Not so crazy but definitely beautiful

FringeArts presents Tania Isaac's 'crazy beautiful'

In
3 minute read
Tania Isaac surrounded by some of her "ephemera." (Photo by L. Browning Photography)
Tania Isaac surrounded by some of her "ephemera." (Photo by L. Browning Photography)

The first thing you gather when entering choreographer-dancer Tania Isaac’s ethereal but pointed (and poignant) crazy beautiful at FringeArts is that she has a lot to say. This happens long before the show’s emotive, illustrated motion-reverie is presented in muscularly elevated, flowing-but-fragmented dance steps and carefully spoken text.

Isaac's an open notebook

Before you hit the performance area – itself clouded with designer Sebastienne Mundheim’s crumpled paper skies, illustrated with birds, a brown-green patch of grass, and a sturdy wood-framed bed – you’re welcomed by Isaac. She’s dressed in white, ushering her guests ("audience" seems too cold for this) through an installation, an “open notebook” where white walls are filled with her writing, illustrations, and “gesture” photographs (yours too, if you choose that interactive option). Every inch of space is so crammed with stuff -- prison photos, Basquiat-like sketches, epigrams, and epithets -- that if I had a weekend to read her walls I would.

Without giving away the game, much of that wallpaper gets enacted onstage through cupping, falling, stalling, halting, spidering, and hiding. The cupping part is the most remarkable. Watching her agile body tell a story of fear, loss, and love, the “cupping” motion of her hands and arms seemingly represents a gesture of care and consideration for the more helpless members of society as well as a visceral symbol of water/tributary as a cyclical life force with a beginning and end.

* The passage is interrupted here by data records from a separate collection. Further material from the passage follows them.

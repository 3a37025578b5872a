//! Spawns and supervises the external ffmpeg decoder.
//!
//! ffmpeg is treated as a black box that, given a size, frame rate and a
//! source path, writes back-to-back raw RGB frames to stdout at the
//! requested rate and exits when the source runs out. The lifecycle keeps
//! exactly one decoder alive, advances the playlist when a stream ends,
//! and tells deliberate shutdown apart from a crash.

use std::io::Read;
use std::path::Path;
use std::process::{Child, Command, ExitStatus, Stdio};
use std::sync::mpsc::Sender;
use std::thread;

use anyhow::{anyhow, bail, Context, Result};
use log::{debug, error, info};

use crate::playlist::Playlist;
use crate::server::Event;

const READ_CHUNK_LEN: usize = 64 * 1024;

/// One live ffmpeg process; its stdout is drained by a named thread.
struct FfmpegDecoder {
    child: Child,
}

impl FfmpegDecoder {
    /// Spawn ffmpeg decoding `path` to raw RGB frames on stdout. `-re`
    /// paces output at the source rate so the pipe itself is the frame
    /// clock. Stdout chunks and the final EOF are forwarded as events
    /// tagged with `generation`.
    fn spawn(
        path: &Path,
        width: u32,
        height: u32,
        fps: u32,
        generation: u64,
        events: Sender<Event>,
    ) -> Result<Self> {
        let size = format!("{}x{}", width, height);
        let mut child = Command::new("ffmpeg")
            .arg("-hide_banner")
            .arg("-loglevel")
            .arg("error")
            .arg("-re")
            .arg("-i")
            .arg(path)
            .arg("-f")
            .arg("rawvideo")
            .arg("-pix_fmt")
            .arg("rgb24")
            .arg("-s")
            .arg(size)
            .arg("-r")
            .arg(fps.to_string())
            .arg("-an")
            .arg("-")
            .stdout(Stdio::piped())
            .stderr(Stdio::piped())
            .spawn()
            .context("failed to spawn ffmpeg decoder")?;

        let mut stdout = child
            .stdout
            .take()
            .ok_or_else(|| anyhow!("failed to capture ffmpeg stdout"))?;
        let mut stderr = child
            .stderr
            .take()
            .ok_or_else(|| anyhow!("failed to capture ffmpeg stderr"))?;

        thread::Builder::new()
            .name(format!("telecine-decode-{generation}"))
            .spawn(move || {
                let mut buffer = vec![0u8; READ_CHUNK_LEN];
                loop {
                    match stdout.read(&mut buffer) {
                        Ok(0) => break,
                        Ok(n) => {
                            let event = Event::DecoderChunk {
                                generation,
                                data: buffer[..n].to_vec(),
                            };
                            if events.send(event).is_err() {
                                return;
                            }
                        }
                        Err(e) if e.kind() == std::io::ErrorKind::Interrupted => continue,
                        Err(_) => break,
                    }
                }
                let mut captured = String::new();
                let _ = stderr.read_to_string(&mut captured);
                let _ = events.send(Event::DecoderEof {
                    generation,
                    stderr: captured,
                });
            })
            .context("failed to spawn ffmpeg reader thread")?;

        Ok(Self { child })
    }

    fn wait(&mut self) -> Result<ExitStatus> {
        self.child.wait().context("failed to reap ffmpeg decoder")
    }

    fn kill(&mut self) {
        let _ = self.child.kill();
        let _ = self.child.wait();
    }
}

#[derive(Debug, Clone, Copy, PartialEq, Eq)]
pub enum DecoderState {
    Starting,
    Streaming,
    Ended,
    Failed,
    Stopped,
}

/// Owns the active decoder and drives the playlist forward.
///
/// Every spawn bumps `generation`; events carrying an older generation
/// are stale leftovers from a replaced decoder and are discarded, so
/// overlapping end-of-stream events can never start two decoders.
pub struct DecoderLifecycle {
    width: u32,
    height: u32,
    fps: u32,
    playlist: Playlist,
    current: Option<FfmpegDecoder>,
    generation: u64,
    state: DecoderState,
}

impl DecoderLifecycle {
    pub fn new(width: u32, height: u32, fps: u32, playlist: Playlist) -> Self {
        Self {
            width,
            height,
            fps,
            playlist,
            current: None,
            generation: 0,
            state: DecoderState::Starting,
        }
    }

    pub fn state(&self) -> DecoderState {
        self.state
    }

    /// True when `generation` identifies the decoder currently live.
    pub fn is_current(&self, generation: u64) -> bool {
        generation == self.generation
    }

    /// Spawn the decoder for the playlist's current item and advance the
    /// cursor.
    pub fn start(&mut self, events: &Sender<Event>) -> Result<()> {
        self.generation += 1;
        let index = self.playlist.position();
        let path = self.playlist.next();
        info!(
            "decoding {} (playlist {}/{})",
            path.display(),
            index + 1,
            self.playlist.len()
        );
        let decoder = FfmpegDecoder::spawn(
            &path,
            self.width,
            self.height,
            self.fps,
            self.generation,
            events.clone(),
        )?;
        self.current = Some(decoder);
        self.state = DecoderState::Starting;
        Ok(())
    }

    /// Called on the first output chunk of the live decoder.
    pub fn note_streaming(&mut self) {
        if self.state == DecoderState::Starting {
            self.state = DecoderState::Streaming;
        }
    }

    /// Handle the end of the live decoder's output stream.
    ///
    /// Stale generations are ignored. During shutdown the exit is
    /// expected and nothing restarts. A clean exit advances to the next
    /// playlist item; a non-zero exit logs the captured stderr and is
    /// escalated to the caller as fatal.
    pub fn handle_eof(
        &mut self,
        generation: u64,
        stderr: &str,
        events: &Sender<Event>,
    ) -> Result<()> {
        if !self.is_current(generation) {
            debug!("ignoring end of replaced decoder (generation {generation})");
            return Ok(());
        }
        let Some(mut decoder) = self.current.take() else {
            return Ok(());
        };
        let status = decoder.wait()?;

        if self.state == DecoderState::Stopped {
            return Ok(());
        }

        if status.success() {
            self.state = DecoderState::Ended;
            self.start(events)
        } else {
            self.state = DecoderState::Failed;
            for line in stderr.lines().filter(|line| !line.trim().is_empty()) {
                error!("ffmpeg: {line}");
            }
            bail!("ffmpeg decoder exited with {status}");
        }
    }

    /// Deliberate shutdown: mark stopped before killing the process so a
    /// racing EOF event cannot trigger a restart.
    pub fn shutdown(&mut self) {
        self.state = DecoderState::Stopped;
        if let Some(mut decoder) = self.current.take() {
            decoder.kill();
        }
    }
}

#[cfg(test)]
mod tests {
    use std::sync::mpsc;

    use super::{DecoderLifecycle, DecoderState};
    use crate::playlist::Playlist;

    fn lifecycle() -> DecoderLifecycle {
        let dir = tempfile::tempdir().unwrap();
        let path = dir.path().join("clip.mp4");
        std::fs::write(&path, b"x").unwrap();
        DecoderLifecycle::new(240, 135, 15, Playlist::single(&path).unwrap())
    }

    #[test]
    fn stale_generation_events_are_ignored() {
        let (tx, rx) = mpsc::channel();
        let mut lifecycle = lifecycle();
        // Leftover event from a replaced decoder must be a no-op.
        lifecycle.handle_eof(3, "", &tx).unwrap();
        assert_eq!(lifecycle.state(), DecoderState::Starting);
        assert!(rx.try_recv().is_err());
    }

    #[test]
    fn shutdown_marks_stopped_without_a_live_decoder() {
        let mut lifecycle = lifecycle();
        lifecycle.shutdown();
        assert_eq!(lifecycle.state(), DecoderState::Stopped);
    }

    #[test]
    fn eof_during_shutdown_does_not_restart() {
        let (tx, rx) = mpsc::channel();
        let mut lifecycle = lifecycle();
        lifecycle.shutdown();
        lifecycle.handle_eof(0, "", &tx).unwrap();
        assert_eq!(lifecycle.state(), DecoderState::Stopped);
        assert!(rx.try_recv().is_err());
    }

    #[test]
    fn streaming_is_noted_only_while_starting() {
        let mut lifecycle = lifecycle();
        lifecycle.note_streaming();
        assert_eq!(lifecycle.state(), DecoderState::Streaming);
        lifecycle.shutdown();
        lifecycle.note_streaming();
        assert_eq!(lifecycle.state(), DecoderState::Stopped);
    }
}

Isaac’s aesthetic portrays life without boundaries. The (literally) paper-thin walled walkway, filled with penned ephemera, stretches from installation to stage, continuous and open. But the greatest “wall” she erects floats through the piece as a mix of music that shifts from atonal chamber classical (live cellos from Chrysyn Harp) and Issac’s own rhythmic “sound collage” blend of jungle, trap, Burundian, and dancehall reggae beats. This stops the ever-flowing work, but not in a disturbing fashion. Rather it serves as a rest or punctuation, a place, or groove, for Isaac to park, though she never stays still: even when she hides under a bed, she reveals herself through a shaking, frightened foot or an unblinking gaze.

A family affair

The oddest part of crazy beautiful is that her words, mostly biographical, are laced with elements, real or allegorical, from Ernest Hemingway’s The Old Man and The Sea, Antoine de Saint-Exupéry’s The Little Prince, and Richard Bach’s Jonathan Livingston Seagull. Certainly some of this comes through as strict reading, but often everything blends into one.

When she sing-speaks a story about an unstable woman lost and wandering on Broad Street, her monologue starts as a personal observation but soon its poetry, merged with flailing arms and legs, fuses seamlessly with her inspired inspirational texts. That inspiration and familial warmth comes through when she and Mundheim sit on the bed at show’s end, welcoming comments (including, the evening I attended, from Isaac’s mother, who had never seen her daughter’s work quite so stirringly in the past). Isaac also sang “Happy Birthday” to her youngest daughter, who watched the proceedings sleepily.

Crazy beautiful is worth repeated viewings.